По всей вероятности, право на существование смог бы вновь обрести на экране не только стиль трагедийного исполнения. Можно себе представить соответствующее революционное преобразование самой постановки, которая, соблюдая должную верность духу театра, принесла бы ему новые структуры, подчиненные современному вкусу, а главное, доступные необъятным зрительским массам. «Экранизированный театр» ждет прихода своего Жана Кокто, который превратит его в театр кинематографический.
Итак, отныне «экранизированный театр» имеет фактическое и законное эстетическое обоснование; отныне мы уже знаем, что нет таких пьес, которые независимо от их стиля не могли бы быть перенесены на экран, лишь бы постановщики сумели придумать способы преобразования сценического пространства в соответствии с данными кинематографической мизансцены.
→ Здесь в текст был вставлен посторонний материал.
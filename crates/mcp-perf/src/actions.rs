//! Action type definitions for CLI commands.

use clap::Subcommand;
use std::path::PathBuf;

/// Configuration file actions.
#[derive(Subcommand, Debug, Clone, PartialEq, Eq)]
pub enum ConfigAction {
    /// Write a configuration file with default values
    Init {
        /// Destination (default: platform config directory)
        #[arg(long)]
        path: Option<PathBuf>,

        /// Overwrite an existing file
        #[arg(long)]
        force: bool,
    },

    /// Show the effective configuration
    Show {
        /// Configuration file to read (default: platform config file)
        #[arg(long)]
        config: Option<PathBuf>,
    },
}
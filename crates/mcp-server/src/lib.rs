//! Minimal example MCP servers over stdio.
//!
//! Two independent services, each shipped as its own binary:
//!
//! 1. **`ultra-minimal-server`** ([`EchoService`]) - one tool, `echo`, which
//!    returns `"Echo: <message>"`
//! 2. **`minimal-test-server`** ([`TestToolService`]) - one tool,
//!    `test_tool`, which returns a JSON report of the received message
//!
//! Both advertise the tools capability only and serve until the client
//! closes stdin.
//!
//! # Examples
//!
//! Configure in an MCP client:
//!
//! ```json
//! {
//!   "mcpServers": {
//!     "echo": { "command": "ultra-minimal-server" }
//!   }
//! }
//! ```

pub mod echo;
pub mod logging;
pub mod test_tool;
pub mod types;

pub use echo::EchoService;
pub use test_tool::TestToolService;
pub use types::{EchoParams, TestToolParams, TestToolReport};

use rmcp::ServiceExt;
use rmcp::handler::server::ServerHandler;
use rmcp::model::{Implementation, ProtocolVersion, ServerCapabilities, ServerInfo};
use rmcp::transport::stdio;

/// Serves `service` over stdin/stdout until the client disconnects.
///
/// # Errors
///
/// Returns an error if the MCP handshake fails or the service task panics.
pub async fn serve_stdio<S: ServerHandler>(service: S) -> anyhow::Result<()> {
    let running = service.serve(stdio()).await?;
    let reason = running.waiting().await?;
    tracing::debug!(?reason, "service stopped");
    Ok(())
}

/// Server info shared by both example servers.
pub(crate) fn server_info(instructions: &str) -> ServerInfo {
    ServerInfo {
        protocol_version: ProtocolVersion::V_2024_11_05,
        capabilities: ServerCapabilities::builder().enable_tools().build(),
        server_info: Implementation::from_build_env(),
        instructions: Some(instructions.to_string()),
    }
}
//! Logging setup for the stdio servers.
//!
//! stdout is the MCP protocol channel, so every log line goes to stderr.

use tracing_subscriber::{EnvFilter, layer::SubscriberExt, util::SubscriberInitExt};

/// Initializes `tracing` to write to stderr.
///
/// `RUST_LOG` takes precedence over `default_filter`.
///
/// # Errors
///
/// Returns an error if a global subscriber is already installed.
pub fn init(default_filter: &str) -> anyhow::Result<()> {
    tracing_subscriber::registry()
        .with(EnvFilter::try_from_default_env().unwrap_or_else(|_| EnvFilter::new(default_filter)))
        .with(
            tracing_subscriber::fmt::layer()
                .with_writer(std::io::stderr)
                .with_ansi(false)
                .with_target(true),
        )
        .try_init()?;

    Ok(())
}
//! `steps` command: checks that the migration logs per-step timings.

use super::common::{Direction, HarnessArgs, Prepared, prepare, print_invalid, print_outcome};
use crate::harness::Outcome;
use crate::report::StepTimingReport;
use anyhow::Result;
use codebase_mcp_core::cli::{ExitCode, OutputFormat};
use tracing::warn;

/// Re-runs the migration and inspects its log.
///
/// Exit codes: 0 step timings found, 1 log without timings, 2 invalid
/// flags or configuration, 3 skipped (no database, no log file).
///
/// # Errors
///
/// Returns an error if the report cannot be rendered.
pub async fn run(args: HarnessArgs, output_format: OutputFormat) -> Result<ExitCode> {
    let harness = match prepare(&args, Direction::Upgrade) {
        Prepared::Ready(harness) => harness,
        Prepared::Invalid(message) => {
            print_invalid(&message, output_format);
            return Ok(ExitCode::INVALID_INPUT);
        }
        Prepared::Skip(reason) => {
            warn!("{reason}");
            let outcome: Outcome<StepTimingReport> = Outcome::Skipped { reason };
            print_outcome(&outcome, output_format, StepTimingReport::render)?;
            return Ok(outcome.exit_code());
        }
    };

    let outcome = harness.check_step_timing(args.run_options()).await;
    print_outcome(&outcome, output_format, StepTimingReport::render)?;
    Ok(outcome.exit_code())
}
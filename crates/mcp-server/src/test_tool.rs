//! Minimal test MCP server with a single `test_tool` tool.
//!
//! Instead of echoing plain text, `test_tool` reports what it received as a
//! JSON document (see [`TestToolReport`]), which makes it handy for checking
//! argument passing end to end from an MCP client.

use crate::types::{TestToolParams, TestToolReport};
use codebase_mcp_core::ToolName;
use rmcp::handler::server::ServerHandler;
use rmcp::handler::server::tool::ToolRouter;
use rmcp::handler::server::wrapper::Parameters;
use rmcp::model::{CallToolResult, Content, ServerInfo};
use rmcp::{ErrorData as McpError, tool, tool_handler, tool_router};

/// Name under which the test tool is registered.
pub const TOOL_NAME: &str = "test_tool";

/// MCP service exposing exactly one tool, `test_tool`.
#[derive(Debug, Clone)]
pub struct TestToolService {
    tool_router: ToolRouter<Self>,
}

impl TestToolService {
    /// Creates a new test tool service.
    #[must_use]
    pub fn new() -> Self {
        Self {
            tool_router: Self::tool_router(),
        }
    }

    /// Names of the registered tools, in registration order.
    #[must_use]
    pub fn tool_names(&self) -> Vec<ToolName> {
        self.tool_router
            .list_all()
            .into_iter()
            .map(|tool| ToolName::new(tool.name))
            .collect()
    }
}

impl Default for TestToolService {
    fn default() -> Self {
        Self::new()
    }
}

#[tool_router]
impl TestToolService {
    /// Report the received message as JSON.
    #[tool(description = "Test tool that reports the received message as a JSON document")]
    async fn test_tool(
        &self,
        Parameters(params): Parameters<TestToolParams>,
    ) -> Result<CallToolResult, McpError> {
        tracing::info!(tool = TOOL_NAME, "tool called");

        let report = TestToolReport::for_message(params.message);
        let body = serde_json::to_string(&report).map_err(|e| {
            McpError::internal_error(format!("Failed to serialize result: {e}"), None)
        })?;

        Ok(CallToolResult::success(vec![Content::text(body)]))
    }
}

#[tool_handler]
impl ServerHandler for TestToolService {
    fn get_info(&self) -> ServerInfo {
        crate::server_info(
            "Minimal test MCP server. Call test_tool with a message to get a JSON report back.",
        )
    }
}

#[cfg(test)]
mod tests {
    use super::*;

    async fn call(message: &str) -> TestToolReport {
        let service = TestToolService::new();
        let result = service
            .test_tool(Parameters(TestToolParams {
                message: message.to_string(),
            }))
            .await
            .unwrap();

        assert_eq!(result.content.len(), 1);
        let text = &result.content[0].as_text().unwrap().text;
        serde_json::from_str(text).unwrap()
    }

    #[tokio::test]
    async fn test_test_tool_reports_message() {
        let report = call("hello world").await;

        assert_eq!(report.status, "success");
        assert_eq!(report.tool, TOOL_NAME);
        assert_eq!(report.message, "hello world");
        assert_eq!(report.message_length, 11);
    }

    #[tokio::test]
    async fn test_test_tool_preserves_json_sensitive_characters() {
        let message = r#"{"nested": "quotes \" and \\ backslashes"}"#;
        let report = call(message).await;
        assert_eq!(report.message, message);
    }

    #[test]
    fn test_tool_list_is_exactly_test_tool() {
        let service = TestToolService::new();
        assert_eq!(service.tool_names(), vec![ToolName::from(TOOL_NAME)]);
    }

    #[test]
    fn test_get_info_advertises_tools_only() {
        let info = TestToolService::default().get_info();

        assert!(info.capabilities.tools.is_some());
        assert!(info.capabilities.prompts.is_none());
        assert!(
            info.instructions
                .as_deref()
                .is_some_and(|i| i.contains("test_tool"))
        );
    }
}
//! `run` command: the full migration performance scenario.

use super::common::{Direction, HarnessArgs, Prepared, prepare, print_invalid, print_outcome};
use crate::harness::Outcome;
use crate::report::PerformanceReport;
use anyhow::Result;
use codebase_mcp_core::cli::{ExitCode, OutputFormat};
use tracing::{info, warn};

/// Runs the performance scenario and reports the verdict.
///
/// Exit codes: 0 within budget, 1 failure (budget exceeded, migration
/// error, data loss), 2 invalid flags or configuration, 3 skipped.
///
/// # Errors
///
/// Returns an error if the report cannot be rendered.
pub async fn run(args: HarnessArgs, output_format: OutputFormat) -> Result<ExitCode> {
    let harness = match prepare(&args, Direction::Upgrade) {
        Prepared::Ready(harness) => harness,
        Prepared::Invalid(message) => {
            print_invalid(&message, output_format);
            return Ok(ExitCode::INVALID_INPUT);
        }
        Prepared::Skip(reason) => {
            warn!("{reason}");
            let outcome: Outcome<PerformanceReport> = Outcome::Skipped { reason };
            print_outcome(&outcome, output_format, PerformanceReport::render)?;
            return Ok(outcome.exit_code());
        }
    };

    info!(
        repositories = harness.config().repositories,
        chunks = harness.config().expected_chunks(),
        target_secs = harness.config().target_seconds,
        "Starting migration performance run"
    );

    let outcome = harness.run_performance(args.run_options()).await;
    print_outcome(&outcome, output_format, PerformanceReport::render)?;
    Ok(outcome.exit_code())
}

#[cfg(test)]
mod tests {
    use super::*;
    use tempfile::NamedTempFile;

    #[tokio::test]
    async fn test_run_without_database_url_is_skipped() {
        let file = NamedTempFile::new().unwrap();
        let args = HarnessArgs {
            config: Some(file.path().to_path_buf()),
            ..Default::default()
        };

        let code = run(args, OutputFormat::Text).await.unwrap();
        assert_eq!(code, ExitCode::SKIPPED);
    }

    #[tokio::test]
    async fn test_run_with_invalid_budget_is_invalid_input() {
        let file = NamedTempFile::new().unwrap();
        let args = HarnessArgs {
            budget: Some(0.0),
            database_url: Some("postgresql://localhost/codebase_mcp_test".to_string()),
            config: Some(file.path().to_path_buf()),
            ..Default::default()
        };

        let code = run(args, OutputFormat::Json).await.unwrap();
        assert_eq!(code, ExitCode::INVALID_INPUT);
    }
}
Дело, однако, не только в этом; вполне возможно, что отныне подлинно театральная и современная постановка некоторых классических произведений будет возможна исключительно лишь в кино. Отнюдь не случайно, что некоторые из наиболее значительных кинематографистов нашего времени являются одновременно выдающимися деятелями театра. Уэллс или Лоренс Оливье пришли в кино вовсе не из цинизма, снобизма или честолюбия, ни даже, подобно Паньолю, ради популяризации своих театральных усилий. Кинематограф представляется им лишь дополнительной театральной формой — возможностью осуществить современную постановку такой, какой они ее чувствуют и хотят видеть.
«Esprit», 1951, № 6.
Живопись и кино
Фильмы об искусстве, во всяком случае, те, которые используют оригинальное живописное произведение в целях кинематографического синтеза, как, например, короткометражные фильмы Лючано Эммера{106}, «Ван Гог» Алена Рене{107}, Р. Эссенса и Гастона Диль, «Ужасы войны» Пьера Каста{108} или «Герника» Алена Рене и Р. Эссенса, подчас вызывают у художников и многих искусствоведов резкие возражения. После показа фильма «Ван Гог» я слышал критические высказывания даже из уст генерального инспектора по преподаванию рисования Министерства просвещения.
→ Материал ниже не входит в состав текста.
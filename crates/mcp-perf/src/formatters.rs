//! Output formatters for CLI commands.
//!
//! Every command prints through one of three modes: JSON for scripts, plain
//! `key: value` text for logs and greps, colorized pretty output for
//! terminals. Reports with their own layout (see [`crate::report`]) only
//! borrow the JSON mode.

use anyhow::Result;
use codebase_mcp_core::cli::OutputFormat;
use colored::Colorize;
use serde::Serialize;

/// Format data according to the specified output format.
///
/// # Errors
///
/// Returns an error if the data cannot be serialized.
///
/// # Examples
///
/// ```
/// use codebase_mcp_core::cli::OutputFormat;
/// use codebase_mcp_perf::formatters::format_output;
/// use serde::Serialize;
///
/// #[derive(Serialize)]
/// struct Budget {
///     target_seconds: f64,
/// }
///
/// let output = format_output(&Budget { target_seconds: 300.0 }, OutputFormat::Text)?;
/// assert_eq!(output, "target_seconds: 300.0");
/// # Ok::<(), anyhow::Error>(())
/// ```
pub fn format_output<T: Serialize>(data: &T, format: OutputFormat) -> Result<String> {
    match format {
        OutputFormat::Json => json::format(data),
        OutputFormat::Text => text::format(data),
        OutputFormat::Pretty => pretty::format(data),
    }
}

/// JSON output formatting.
pub mod json {
    use super::{Result, Serialize};

    /// Format data as JSON with 2-space indentation.
    pub fn format<T: Serialize>(data: &T) -> Result<String> {
        Ok(serde_json::to_string_pretty(data)?)
    }

    /// Format data as single-line JSON.
    pub fn format_compact<T: Serialize>(data: &T) -> Result<String> {
        Ok(serde_json::to_string(data)?)
    }
}

/// Plain text output formatting.
pub mod text {
    use super::{Result, Serialize, json};
    use serde_json::Value;

    /// Format data as one `path: value` line per scalar.
    ///
    /// Nested objects are flattened with dotted keys and array items get
    /// their index, e.g. `tools.alembic: alembic` or `steps.0.seconds: 1.2`.
    /// A top-level scalar is printed as compact JSON.
    pub fn format<T: Serialize>(data: &T) -> Result<String> {
        let value = serde_json::to_value(data)?;
        if !matches!(value, Value::Object(_) | Value::Array(_)) {
            return json::format_compact(&value);
        }

        let mut lines = Vec::new();
        flatten(&value, "", &mut lines);
        Ok(lines.join("\n"))
    }

    fn flatten(value: &Value, prefix: &str, lines: &mut Vec<String>) {
        let child = |key: &str| {
            if prefix.is_empty() {
                key.to_string()
            } else {
                format!("{prefix}.{key}")
            }
        };

        match value {
            Value::Object(map) if !map.is_empty() => {
                for (key, item) in map {
                    flatten(item, &child(key), lines);
                }
            }
            Value::Array(items) if !items.is_empty() => {
                for (index, item) in items.iter().enumerate() {
                    flatten(item, &child(&index.to_string()), lines);
                }
            }
            Value::String(s) => lines.push(format!("{prefix}: {s}")),
            other => lines.push(format!("{prefix}: {other}")),
        }
    }
}

/// Pretty (human-readable) output formatting.
pub mod pretty {
    use super::{Colorize, Result, Serialize};
    use serde_json::Value;
    use std::fmt::Write as _;

    /// Format data as colorized, indented output.
    pub fn format<T: Serialize>(data: &T) -> Result<String> {
        let value = serde_json::to_value(data)?;
        let mut out = String::new();
        format_value(&value, 0, &mut out);
        Ok(out)
    }

    fn format_value(value: &Value, indent: usize, out: &mut String) {
        let indent_str = "  ".repeat(indent);
        let next_indent_str = "  ".repeat(indent + 1);

        match value {
            Value::Null => out.push_str(&"null".dimmed().to_string()),
            Value::Bool(b) => out.push_str(&b.to_string().yellow().to_string()),
            Value::Number(n) => out.push_str(&n.to_string().cyan().to_string()),
            Value::String(s) => {
                let _ = write!(out, "\"{}\"", s.green());
            }
            Value::Array(items) if items.is_empty() => out.push_str("[]"),
            Value::Object(map) if map.is_empty() => out.push_str("{}"),
            Value::Array(items) => {
                out.push_str("[\n");
                for (i, item) in items.iter().enumerate() {
                    out.push_str(&next_indent_str);
                    format_value(item, indent + 1, out);
                    if i + 1 < items.len() {
                        out.push(',');
                    }
                    out.push('\n');
                }
                out.push_str(&indent_str);
                out.push(']');
            }
            Value::Object(map) => {
                out.push_str("{\n");
                for (i, (key, item)) in map.iter().enumerate() {
                    let _ = write!(out, "{next_indent_str}\"{}\": ", key.blue().bold());
                    format_value(item, indent + 1, out);
                    if i + 1 < map.len() {
                        out.push(',');
                    }
                    out.push('\n');
                }
                out.push_str(&indent_str);
                out.push('}');
            }
        }
    }
}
Эти возражения в основном сводятся к следующему: обращаясь к живописи, кинематограф предает ее во всех отношениях. Драматургическое и логическое единство фильма устанавливает хронологическую последовательность или вымышленные связи между произведениями, иногда очень далекими друг от друга как во времени, так и по духу. В фильме «Воители» Эммер доходит до того, что путает между собой художников; обман, пожалуй, не менее серьезен, когда Пьер Каст использует фрагменты из «Капричос», чтобы подкрепить логику монтажа в «Бедствиях войны», или когда Ален Рене жонглирует различными эпохами творчества Пикассо.
Но даже если бы кинематографист строго придерживался фактов истории искусства, он все равно основывался бы в своем творчестве на эстетически противоестественном приеме. Анализируя произведение, по существу своему синтетическое, кинематографист разрушает его единство и осуществляет новый синтез, отличный от того, который был задуман живописцем. Достаточно было бы просто спросить создателя фильма, по какому праву он это делает.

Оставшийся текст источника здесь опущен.